Makes 1 large rectangular tart (roughly 26 x 15 cm). Inspired by the tartiflette at Little Bird Patisserie and then by this tartiflette recipe in the Guardian by Felicity Cloake.
166 g cold butter
200 g whole wheat flour
3/4 tsp kosher salt
40-50 mL cold water
Cut the butter into thin pieces.
Mix together the flour and salt on the countertop. Add the butter, turning to coat both sides with flour. Using the heel of your hand, flatten the butter into the flour. Use a bench scraper to “fold” the butter flour mixture in half on top of itself. Repeat these steps until the butter forms many thin flakes. Make a well in the centre and add the water, working the dough in the same manner by turning it over onto itself until a cohesive pastry is formed. Wrap and chill completely.

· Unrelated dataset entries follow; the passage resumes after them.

//! Transaction management.
//!
//! LocalDB transactions provide:
//! - **Atomicity**: all writes of one logical operation commit together or
//!   not at all
//! - **Isolation**: readers never observe a partially written transaction
//! - **Scoping**: a transaction is lent to one task and cannot be retained
//!   beyond it

mod manager;
mod scope;

pub use manager::TransactionManager;
pub use scope::{StoreHandle, Transaction, TransactionOptions};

Preheat the oven to 375F. Roll out the pastry on a floured surface and line a large rectangular pan (26 x 15 cm). Blind bake for 20-25 minutes, then remove the baking weight and bake for another 5-10 minutes or until the pastry is a bit browned.
600 g small potatos
50 g coppa (as I had some very discounted old coppa…otherwise, smokey bacon or lardons)
1 tbsp butter
Bring a pot of salted water to a boil and add the washed potatoes. Parboil until just tender. Drain, cover in cold water, and set aside to cool.

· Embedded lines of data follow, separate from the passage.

//! Lightweight key-value store.
//!
//! Next to the record stores lives a small key-value store: each entity
//! (`appStatus`, `browserTabs`, ...) keeps one JSON document under its name.
//! All entities share a single backend store, [`SIMPLE_DB_STORE`], where an
//! entity is one record whose id is the entity name and whose `data` field
//! holds the document.
//!
//! Entities flagged with [`SimpleDb::enable_cache`] keep their last read or
//! written value in memory. Every backend access for a cached entity happens
//! under the cache lock, so a read can never observe a value older than the
//! last completed write.

use crate::error::{CoreError, CoreResult};
use crate::stats::{DbStats, StatsSnapshot};
use localdb_storage::{InMemoryBackend, Record, StorageBackend, StoreSchema, TxMode};
use parking_lot::Mutex;
use serde::de::DeserializeOwned;
use serde::Serialize;
use serde_json::Value;
use std::collections::{HashMap, HashSet};
use std::sync::Arc;

/// Backend store holding every key-value entity.
pub const SIMPLE_DB_STORE: &str = "SimpleDb";

const DATA_FIELD: &str = "data";

/// The key-value agent contract.
///
/// Implemented by [`SimpleDb`] and by proxies that forward to one.
pub trait SimpleDbApi: Send + Sync {
    /// Reads an entity's document; `None` if it was never set or was cleared.
    fn get_raw_data(&self, entity: &str) -> CoreResult<Option<Value>>;

    /// Replaces an entity's document. Setting `null` clears the entity.
    fn set_raw_data(&self, entity: &str, data: Value) -> CoreResult<()>;

    /// Removes an entity's document. Clearing an unset entity is a no-op.
    fn clear_raw_data(&self, entity: &str) -> CoreResult<()>;
}

/// A key-value store of JSON documents, one per entity.
///
/// # Example
///
/// ```rust
/// use localdb_core::{SimpleDb, SimpleDbApi};
/// use serde_json::json;
///
/// let db = SimpleDb::open_in_memory().unwrap().enable_cache("appStatus");
/// db.set_raw_data("appStatus", json!({"launchTimes": 3})).unwrap();
/// assert_eq!(
///     db.get_raw_data("appStatus").unwrap(),
///     Some(json!({"launchTimes": 3}))
/// );
/// ```
pub struct SimpleDb {
    backend: Arc<dyn StorageBackend>,
    cached_entities: HashSet<String>,
    cache: Mutex<HashMap<String, Option<Value>>>,
    stats: Arc<DbStats>,
}

impl SimpleDb {
    /// Opens the key-value store over a backend, creating its store if needed.
    ///
    /// The backend may be shared with a [`crate::LocalDb`].
    ///
    /// # Errors
    ///
    /// Returns `StoreUnavailable` if the store cannot be created.
    pub fn open(backend: Arc<dyn StorageBackend>) -> CoreResult<Self> {
        backend
            .open_or_create(&[StoreSchema::new(SIMPLE_DB_STORE)])
            .map_err(|err| CoreError::store_unavailable(SIMPLE_DB_STORE, err.to_string()))?;
        tracing::info!(store = SIMPLE_DB_STORE, "opened key-value store");
        Ok(Self {
            backend,
            cached_entities: HashSet::new(),
            cache: Mutex::new(HashMap::new()),
            stats: Arc::new(DbStats::new()),
        })
    }

    /// Opens the key-value store over a fresh in-memory backend.
    ///
    /// # Errors
    ///
    /// As [`SimpleDb::open`].
    pub fn open_in_memory() -> CoreResult<Self> {
        Self::open(Arc::new(InMemoryBackend::new()))
    }

    /// Keeps `entity`'s document in memory after the first read or write.
    #[must_use]
    pub fn enable_cache(mut self, entity: impl Into<String>) -> Self {
        self.cached_entities.insert(entity.into());
        self
    }

    /// Returns whether `entity` is served from memory.
    #[must_use]
    pub fn is_cached(&self, entity: &str) -> bool {
        self.cached_entities.contains(entity)
    }

    /// Returns a snapshot of the store's counters.
    pub fn stats(&self) -> StatsSnapshot {
        self.stats.snapshot()
    }

    /// Reads an entity and decodes it into `T`.
    ///
    /// # Errors
    ///
    /// Returns `InvalidRecord` if the stored document does not match `T`.
    pub fn get<T: DeserializeOwned>(&self, entity: &str) -> CoreResult<Option<T>> {
        match self.get_raw_data(entity)? {
            Some(data) => serde_json::from_value(data)
                .map(Some)
                .map_err(|err| CoreError::invalid_record(format!("entity {entity}: {err}"))),
            None => Ok(None),
        }
    }

    /// Encodes `value` and stores it as the entity's document.
    ///
    /// # Errors
    ///
    /// Returns `InvalidRecord` if `value` cannot be represented as JSON.
    pub fn set<T: Serialize>(&self, entity: &str, value: &T) -> CoreResult<()> {
        let data = serde_json::to_value(value)
            .map_err(|err| CoreError::invalid_record(format!("entity {entity}: {err}")))?;
        self.set_raw_data(entity, data)
    }

    /// Returns the names of every entity with a stored document, sorted.
    ///
    /// # Errors
    ///
    /// Returns an error if the backend cannot be read.
    pub fn entity_names(&self) -> CoreResult<Vec<String>> {
        let tx = self.backend.begin(&[SIMPLE_DB_STORE], TxMode::ReadOnly)?;
        let mut names: Vec<String> = tx
            .get_all(SIMPLE_DB_STORE)?
            .iter()
            .map(|record| record.id().to_string())
            .collect();
        names.sort();
        Ok(names)
    }

    fn read(&self, entity: &str) -> CoreResult<Option<Value>> {
        let tx = self.backend.begin(&[SIMPLE_DB_STORE], TxMode::ReadOnly)?;
        let record = tx.get(SIMPLE_DB_STORE, entity)?;
        self.stats.record_reads(1);
        Ok(record.and_then(|record| record.get(DATA_FIELD).cloned()))
    }

    fn write(&self, entity: &str, data: Option<Value>) -> CoreResult<()> {
        let mut tx = self.backend.begin(&[SIMPLE_DB_STORE], TxMode::ReadWrite)?;
        self.stats.record_transaction_start();
        match data {
            Some(data) => {
                tx.put(SIMPLE_DB_STORE, Record::new(entity).with(DATA_FIELD, data))?;
                self.stats.record_writes(1);
            }
            None => {
                tx.delete(SIMPLE_DB_STORE, entity)?;
                self.stats.record_deletes(1);
            }
        }
        if let Err(err) = tx.commit() {
            self.stats.record_transaction_abort();
            tracing::warn!(entity, error = %err, "key-value commit failed");
            return Err(CoreError::transaction_aborted(err.to_string()));
        }
        self.stats.record_transaction_commit();
        Ok(())
    }

    fn store_cached(&self, entity: &str, data: Option<Value>) -> CoreResult<()> {
        let mut cache = self.cache.lock();
        cache.remove(entity);
        self.write(entity, data.clone())?;
        cache.insert(entity.to_string(), data);
        Ok(())
    }
}

fn check_entity(entity: &str) -> CoreResult<()> {
    if entity.is_empty() {
        return Err(CoreError::invalid_operation("entity name is empty"));
    }
    Ok(())
}

impl SimpleDbApi for SimpleDb {
    fn get_raw_data(&self, entity: &str) -> CoreResult<Option<Value>> {
        check_entity(entity)?;
        if !self.is_cached(entity) {
            return self.read(entity);
        }
        let mut cache = self.cache.lock();
        if let Some(data) = cache.get(entity) {
            self.stats.record_cache_hit();
            return Ok(data.clone());
        }
        self.stats.record_cache_miss();
        let data = self.read(entity)?;
        cache.insert(entity.to_string(), data.clone());
        Ok(data)
    }

    fn set_raw_data(&self, entity: &str, data: Value) -> CoreResult<()> {
        check_entity(entity)?;
        tracing::debug!(entity, "set key-value entity");
        let data = (!data.is_null()).then_some(data);
        if self.is_cached(entity) {
            self.store_cached(entity, data)
        } else {
            self.write(entity, data)
        }
    }

    fn clear_raw_data(&self, entity: &str) -> CoreResult<()> {
        check_entity(entity)?;
        tracing::debug!(entity, "clear key-value entity");
        if self.is_cached(entity) {
            self.store_cached(entity, None)
        } else {
            self.write(entity, None)
        }
    }
}

impl std::fmt::Debug for SimpleDb {
    fn fmt(&self, f: &mut std::fmt::Formatter<'_>) -> std::fmt::Result {
        f.debug_struct("SimpleDb")
            .field("cached_entities", &self.cached_entities)
            .field("cached", &self.cache.lock().len())
            .finish_non_exhaustive()
    }
}

#[cfg(test)]
mod tests {
    use super::*;
    use crate::{AddOptions, Config, LocalDb, StoreName};
    use serde::Deserialize;
    use serde_json::json;

    #[derive(Debug, Default, PartialEq, Serialize, Deserialize)]
    #[serde(rename_all = "camelCase")]
    struct AppStatus {
        launch_times: Option<u32>,
        hd_wallet_hash_generated: Option<bool>,
    }

    #[test]
    fn unset_entity_reads_none() {
        let db = SimpleDb::open_in_memory().unwrap();
        assert_eq!(db.get_raw_data("appStatus").unwrap(), None);
        assert!(db.entity_names().unwrap().is_empty());
    }

    #[test]
    fn set_replaces_and_clear_removes() {
        let db = SimpleDb::open_in_memory().unwrap();
        db.set_raw_data("browserTabs", json!({"tabs": [1]})).unwrap();
        db.set_raw_data("browserTabs", json!({"tabs": [1, 2]})).unwrap();
        assert_eq!(
            db.get_raw_data("browserTabs").unwrap(),
            Some(json!({"tabs": [1, 2]}))
        );

        db.clear_raw_data("browserTabs").unwrap();
        assert_eq!(db.get_raw_data("browserTabs").unwrap(), None);
        db.clear_raw_data("browserTabs").unwrap();

        db.set_raw_data("browserTabs", json!([])).unwrap();
        db.set_raw_data("browserTabs", Value::Null).unwrap();
        assert_eq!(db.get_raw_data("browserTabs").unwrap(), None);
        assert!(db.entity_names().unwrap().is_empty());
    }

    #[test]
    fn typed_entities_round_trip() {
        let db = SimpleDb::open_in_memory().unwrap();
        assert_eq!(db.get::<AppStatus>("appStatus").unwrap(), None);

        let status = AppStatus {
            launch_times: Some(4),
            hd_wallet_hash_generated: Some(true),
        };
        db.set("appStatus", &status).unwrap();
        assert_eq!(db.get::<AppStatus>("appStatus").unwrap(), Some(status));
        assert_eq!(
            db.get_raw_data("appStatus").unwrap().unwrap()["launchTimes"],
            json!(4)
        );
    }

    #[test]
    fn mismatched_document_is_invalid_record() {
        let db = SimpleDb::open_in_memory().unwrap();
        db.set_raw_data("appStatus", json!("not an object")).unwrap();
        let err = db.get::<AppStatus>("appStatus").unwrap_err();
        assert!(matches!(err, CoreError::InvalidRecord { .. }));
    }

    #[test]
    fn empty_entity_name_is_rejected() {
        let db = SimpleDb::open_in_memory().unwrap();
        assert!(matches!(
            db.set_raw_data("", json!(1)),
            Err(CoreError::InvalidOperation { .. })
        ));
    }

    #[test]
    fn cached_entity_is_read_once() {
        let db = SimpleDb::open_in_memory().unwrap().enable_cache("appStatus");
        db.set_raw_data("appStatus", json!({"launchTimes": 1})).unwrap();
        for _ in 0..3 {
            assert_eq!(
                db.get_raw_data("appStatus").unwrap(),
                Some(json!({"launchTimes": 1}))
            );
        }
        let stats = db.stats();
        assert_eq!(stats.reads, 0);
        assert_eq!(stats.cache_hits, 3);

        db.clear_raw_data("appStatus").unwrap();
        assert_eq!(db.get_raw_data("appStatus").unwrap(), None);
        assert_eq!(db.stats().reads, 0);
    }

    #[test]
    fn uncached_entity_always_reads_backend() {
        let db = SimpleDb::open_in_memory().unwrap().enable_cache("appStatus");
        db.set_raw_data("feeInfo", json!(1)).unwrap();
        db.get_raw_data("feeInfo").unwrap();
        db.get_raw_data("feeInfo").unwrap();
        assert_eq!(db.stats().reads, 2);
        assert_eq!(db.stats().cache_hits, 0);
    }

    #[test]
    fn shares_a_backend_with_the_record_stores() {
        let backend: Arc<dyn StorageBackend> = Arc::new(InMemoryBackend::new());
        let records = LocalDb::open(Arc::clone(&backend), Config::default()).unwrap();
        let simple = SimpleDb::open(Arc::clone(&backend)).unwrap();

        records
            .add(StoreName::Wallet, vec![Record::new("w1")], AddOptions::default())
            .unwrap();
        simple.set_raw_data("appStatus", json!({})).unwrap();

        assert_eq!(records.count(StoreName::Wallet).unwrap(), 1);
        assert_eq!(simple.entity_names().unwrap(), vec!["appStatus".to_string()]);
        assert!(backend
            .store_names()
            .unwrap()
            .contains(&SIMPLE_DB_STORE.to_string()));
    }

    #[test]
    fn documents_survive_reopen() {
        let dir = tempfile::tempdir().unwrap();
        {
            let backend = Arc::new(localdb_storage::FileBackend::open(dir.path()).unwrap());
            let db = SimpleDb::open(backend).unwrap();
            db.set_raw_data("referralCode", json!("ABC")).unwrap();
        }
        let backend = Arc::new(localdb_storage::FileBackend::open(dir.path()).unwrap());
        let db = SimpleDb::open(backend).unwrap().enable_cache("referralCode");
        assert_eq!(db.get_raw_data("referralCode").unwrap(), Some(json!("ABC")));
    }
}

Thinly slice the onion and finely mince the shallot. Take the coppa or bacon and cut into small strips or pieces. Melt the butter in a pan over medium, add the onions and shallots and cook until very soft and the onions smell cooked. Add the coppa or bacon and continue to cook over a medium heat, stirring occasionally until the onions are a bit sweet. Set aside.
Return to the cooled potatoes, drying them off and slicing very thinly.
1 tbsp butter
1/8 tsp dry thyme
1 1/2 tsp flour
150 mL half-and-half or milk…I used primarily half-and-half
1 bay leaf
30 g gruyere
80 g aged white cheddar
Melt the butter in a small saucepan with the thyme, add the flour and whisk until thick and cooked. Gradually whisk in the half-and-half or milk until smooth. Add the bay leaf and let sit over a gentle heat (steaming, not simmering) for around 10 minutes.

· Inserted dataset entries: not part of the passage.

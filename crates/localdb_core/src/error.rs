//! Error types for LocalDB core.

use localdb_storage::StorageError;
use serde::{Deserialize, Serialize};
use std::fmt;
use thiserror::Error;

/// Result type for core operations.
pub type CoreResult<T> = Result<T, CoreError>;

/// Errors that can occur in LocalDB core operations.
#[derive(Debug, Error)]
pub enum CoreError {
    /// The requested record does not exist.
    #[error("record not found: {store} {id}")]
    NotFound {
        /// Store that was searched.
        store: String,
        /// Id that was not found.
        id: String,
    },

    /// An add hit a record whose id already exists.
    #[error("record already exists: {store} {id}")]
    RecordExists {
        /// Store that was written.
        store: String,
        /// The conflicting id.
        id: String,
    },

    /// A store could not be created or opened in the backend.
    #[error("store unavailable: {store}: {reason}")]
    StoreUnavailable {
        /// Name of the store.
        store: String,
        /// Why the store is unavailable.
        reason: String,
    },

    /// The native transaction failed to commit.
    #[error("transaction aborted: {reason}")]
    TransactionAborted {
        /// Reason for abort.
        reason: String,
    },

    /// A call to the owning process could not be delivered or answered.
    #[error("transport failure: {message}")]
    TransportFailure {
        /// Description of the failure.
        message: String,
    },

    /// A value could not be used as a record.
    #[error("invalid record: {message}")]
    InvalidRecord {
        /// Description of the problem.
        message: String,
    },

    /// Operation not permitted in current state.
    #[error("invalid operation: {message}")]
    InvalidOperation {
        /// Description of why operation is invalid.
        message: String,
    },

    /// Storage backend error.
    #[error("storage error: {0}")]
    Storage(#[source] StorageError),

    /// An error raised in the owning process that has no local structured form.
    #[error("{kind} error in owning process: {message}")]
    Remote {
        /// Classification reported by the owning process.
        kind: ErrorKind,
        /// Rendered error message.
        message: String,
    },
}

/// Stable classification of a [`CoreError`].
///
/// Kinds are what travels across a process boundary, and what callers match
/// on when they only care whether a record was missing.
#[derive(Debug, Clone, Copy, PartialEq, Eq, Hash, Serialize, Deserialize)]
#[serde(rename_all = "camelCase")]
pub enum ErrorKind {
    /// See [`CoreError::NotFound`].
    NotFound,
    /// See [`CoreError::RecordExists`].
    RecordExists,
    /// See [`CoreError::StoreUnavailable`].
    StoreUnavailable,
    /// See [`CoreError::TransactionAborted`].
    TransactionAborted,
    /// See [`CoreError::TransportFailure`].
    TransportFailure,
    /// See [`CoreError::InvalidRecord`].
    InvalidRecord,
    /// See [`CoreError::InvalidOperation`].
    InvalidOperation,
    /// See [`CoreError::Storage`].
    Storage,
}

impl ErrorKind {
    /// Returns the kind's wire name.
    #[must_use]
    pub const fn as_str(self) -> &'static str {
        match self {
            Self::NotFound => "notFound",
            Self::RecordExists => "recordExists",
            Self::StoreUnavailable => "storeUnavailable",
            Self::TransactionAborted => "transactionAborted",
            Self::TransportFailure => "transportFailure",
            Self::InvalidRecord => "invalidRecord",
            Self::InvalidOperation => "invalidOperation",
            Self::Storage => "storage",
        }
    }
}

impl fmt::Display for ErrorKind {
    fn fmt(&self, f: &mut fmt::Formatter<'_>) -> fmt::Result {
        f.write_str(self.as_str())
    }
}

impl CoreError {
    /// Creates a not found error.
    pub fn not_found(store: impl Into<String>, id: impl Into<String>) -> Self {
        Self::NotFound {
            store: store.into(),
            id: id.into(),
        }
    }

    /// Creates a record exists error.
    pub fn record_exists(store: impl Into<String>, id: impl Into<String>) -> Self {
        Self::RecordExists {
            store: store.into(),
            id: id.into(),
        }
    }

    /// Creates a store unavailable error.
    pub fn store_unavailable(store: impl Into<String>, reason: impl Into<String>) -> Self {
        Self::StoreUnavailable {
            store: store.into(),
            reason: reason.into(),
        }
    }

    /// Creates a transaction aborted error.
    pub fn transaction_aborted(reason: impl Into<String>) -> Self {
        Self::TransactionAborted {
            reason: reason.into(),
        }
    }

    /// Creates a transport failure error.
    pub fn transport_failure(message: impl Into<String>) -> Self {
        Self::TransportFailure {
            message: message.into(),
        }
    }

    /// Creates an invalid record error.
    pub fn invalid_record(message: impl Into<String>) -> Self {
        Self::InvalidRecord {
            message: message.into(),
        }
    }

    /// Creates an invalid operation error.
    pub fn invalid_operation(message: impl Into<String>) -> Self {
        Self::InvalidOperation {
            message: message.into(),
        }
    }

    /// Returns the error's classification.
    #[must_use]
    pub fn kind(&self) -> ErrorKind {
        match self {
            Self::NotFound { .. } => ErrorKind::NotFound,
            Self::RecordExists { .. } => ErrorKind::RecordExists,
            Self::StoreUnavailable { .. } => ErrorKind::StoreUnavailable,
            Self::TransactionAborted { .. } => ErrorKind::TransactionAborted,
            Self::TransportFailure { .. } => ErrorKind::TransportFailure,
            Self::InvalidRecord { .. } => ErrorKind::InvalidRecord,
            Self::InvalidOperation { .. } => ErrorKind::InvalidOperation,
            Self::Storage(_) => ErrorKind::Storage,
            Self::Remote { kind, .. } => *kind,
        }
    }

    /// Returns true if the error means the record does not exist.
    #[must_use]
    pub fn is_not_found(&self) -> bool {
        self.kind() == ErrorKind::NotFound
    }
}

impl From<StorageError> for CoreError {
    fn from(err: StorageError) -> Self {
        match err {
            StorageError::KeyExists { store, id } => Self::RecordExists { store, id },
            StorageError::StoreNotFound { name } => {
                Self::store_unavailable(name, "store does not exist in the backend")
            }
            StorageError::InvalidRecord(message) => Self::InvalidRecord { message },
            StorageError::StoreNotInScope { name } => {
                Self::invalid_operation(format!("store {name} is not in the transaction scope"))
            }
            StorageError::ReadOnly { store } => Self::invalid_operation(format!(
                "write to {store} inside a read-only transaction"
            )),
            other => Self::Storage(other),
        }
    }
}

While the bay leaf infuses, roughly grate the cheeses. Remove the bay leaf and add the cheese a handful at a time to the sauce, whisking until melted before the next handful. Add a bit of black pepper.
onion, shallot and copa mixture
Preheat the oven to 375F.
Arrange a single layer of sliced potatoes on the bottom of the tart. Spread half of the onion mixture and a generous third of the bechamel over top. Repeat. Finally, set down a last layer of potatoes and spread with the scant remaining bechamel. A tiny sprinkle of salt over the potato layers may have some merit.
Bake for around 40 minutes or until a bit bubbly and deeply golden. Let cool on a wire rack–some time is required to allow the filling to set a bit, but it is best warm. Store in the fridge, but before eating, do warm it up in the oven. I insist.